How big data and machine learning are revolutionising manufacturing
Wed 8 Mar 2017 | Piotr Niedzwiedz
Piotr Niedzwiedz, CTO and co-founder at deepsense.io, offers an insight into how big data and machine learning technologies are transforming the manufacturing process…
As manufacturing businesses are increasingly on the lookout for opportunities to boost automation, it is clear that big data and machine learning are set to revolutionize the future of production.
Companies are already collecting huge amounts of data from various resources, including industrial machinery, and monitoring precise details of the production process in the hope of improving quality at every stage.
When companies have gathered enough of the right data, predictive technologies can allow businesses to manage the servicing of machinery based on sensor data and advanced analytics, rather than on a fixed schedule.
For a piece of machinery or an autonomous vehicle, for example, these technologies can help predict when and how they are likely to break down. Businesses can then service the equipment before it starts to be a problem and generate losses.
Computer vision and deep learning are proving to be a key asset in quality control environments
Thanks to Industrial IoT (IIoT) and predictive analytics, data available today can be used to foresee future breakdowns, and it’s increasingly possible to see what patterns precede problems. We can use machine learning and predictive analytics tools to mine data for these patterns and detect failures sooner.
In this way, maintenance is a crucial industrial process that can be optimized via predictive capabilities, offering huge time and financial savings. The number of companies implementing predictive maintenance solutions is rising, and with the support of machine learning and IIoT, fast predictive maintenance is becoming more and more effective.
Computer vision and quality control
Similarly, visual inspection systems which rely on the latest advancements in computer vision and deep learning are also proving to be a key asset in quality control environments.

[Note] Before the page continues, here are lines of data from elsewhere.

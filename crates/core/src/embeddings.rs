use crate::cancel::CancellationToken;
use crate::config::EmbeddingConfig;
use crate::error::{IngestError, ServiceError};
use crate::models::ChipChunk;
use crate::progress::{ProgressEvent, ProgressSink};
use crate::services::{EmbeddingService, IndexedEmbedding};
use std::sync::Arc;
use tracing::{debug, info};

pub struct Embedder {
    service: Arc<dyn EmbeddingService>,
    config: EmbeddingConfig,
}

impl Embedder {
    pub fn new(service: Arc<dyn EmbeddingService>, config: EmbeddingConfig) -> Self {
        Self { service, config }
    }

    pub fn dimensions(&self) -> usize {
        self.config.dimensions
    }

    pub async fn embed_chunks(
        &self,
        chunks: &mut [ChipChunk],
        document_id: &str,
        progress: &dyn ProgressSink,
        cancel: &CancellationToken,
    ) -> Result<(), IngestError> {
        let batch_size = self.config.batch_size.max(1);
        let total = chunks.len();
        let mut vectors: Vec<Vec<f32>> = Vec::with_capacity(total);

        for (batch, group) in chunks.chunks(batch_size).enumerate() {
            cancel.checkpoint()?;
            let inputs: Vec<String> = group.iter().map(|chunk| chunk.text.clone()).collect();
            debug!(
                document_id,
                batch,
                size = inputs.len(),
                service = self.service.name(),
                "Embedding batch"
            );

            vectors.extend(self.embed_batch(batch, &inputs).await?);
            progress.on_event(ProgressEvent::Embedding {
                document_id: document_id.to_string(),
                embedded: vectors.len(),
                total,
            });
        }

        for (chunk, vector) in chunks.iter_mut().zip(vectors) {
            chunk.embedding = Some(vector);
        }

        info!(document_id, chunks = total, "Embedded chunks");
        Ok(())
    }

    pub async fn embed_query(&self, query: &str) -> Result<Vec<f32>, IngestError> {
        let mut vectors = self.embed_batch(0, &[query.to_string()]).await?;
        vectors
            .pop()
            .ok_or(IngestError::EmbeddingCount {
                expected: 1,
                actual: 0,
            })
    }

    async fn embed_batch(&self, batch: usize, inputs: &[String]) -> Result<Vec<Vec<f32>>, IngestError> {
        let response = self
            .config
            .retry
            .run("embedding", ServiceError::is_transient, |_| self.service.embed(inputs))
            .await
            .map_err(|exhausted| IngestError::EmbeddingFailed {
                batch,
                attempts: exhausted.attempts,
                source: exhausted.last_error,
            })?;

        align_embeddings(response, inputs.len(), self.config.dimensions)
    }
}

/// Orders vectors by their reported input index and checks count, index
/// range and dimensionality.
pub fn align_embeddings(
    mut response: Vec<IndexedEmbedding>,
    expected: usize,
    dimensions: usize,
) -> Result<Vec<Vec<f32>>, IngestError> {
    if response.len() != expected {
        return Err(IngestError::EmbeddingCount {
            expected,
            actual: response.len(),
        });
    }

    response.sort_by_key(|item| item.index);
    for (position, item) in response.iter().enumerate() {
        if item.index != position {
            return Err(IngestError::EmbeddingIndex(item.index));
        }
        if item.vector.len() != dimensions {
            return Err(IngestError::DimensionMismatch {
                expected: dimensions,
                actual: item.vector.len(),
            });
        }
    }

    Ok(response.into_iter().map(|item| item.vector).collect())
}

While one wouldn’t typically associate such a project with machine learning, a packaging machinery producer has recently introduced a new fruit sorting machine that uses an advanced machine vision system to sort fruit into different pack grades. The software uses defect classification to detect different types of fruit skin defects. It can also be optimized to work more efficiently in specific applications depending on the fruit and defect type.
A major challenge for manufacturers lies in the proper exploration and usage of big data
Cases like this show how simple processes can be leveraged to bring measurable results in production. What’s more, these solutions can be, and very often are, brought to market so that smaller or even larger businesses can take advantage of the technology in similar manufacturing scenarios.
Of course, we have to remember that universal products based on machine learning generally achieve lower accuracy rates than a customized approach. It is therefore advised that companies oriented towards innovation should consider a customized solution, which can achieve accuracy rates of around 90%.
Outsourcing data support
A major challenge for manufacturers lies in the proper exploration and usage of big data to assure that it really is optimizing resource and process management. Organizations are increasingly looking for third-party advice to learn how they can use their data more effectively, and to discover new methods for data collection, in order to achieve their business goals faster and to outrival the competition.
Predictive analytics and machine learning are also quite advanced data science techniques which require specific skills and experience. For companies deciding to incorporate predictive analytics into their production processes, the priority needs to be finding talented data scientists. Companies starting their journey with data science should consider outsourcing talent and extending their teams with data science experts for specific projects.
Data engineers are also needed to design and implement systems for capturing and storing the manufacturing data, making it available for analytics, and ultimately for processing new data streams in real-time.
An expert partner can help support these data science requirements, helping businesses unlock potential at every stage of their data science maturity.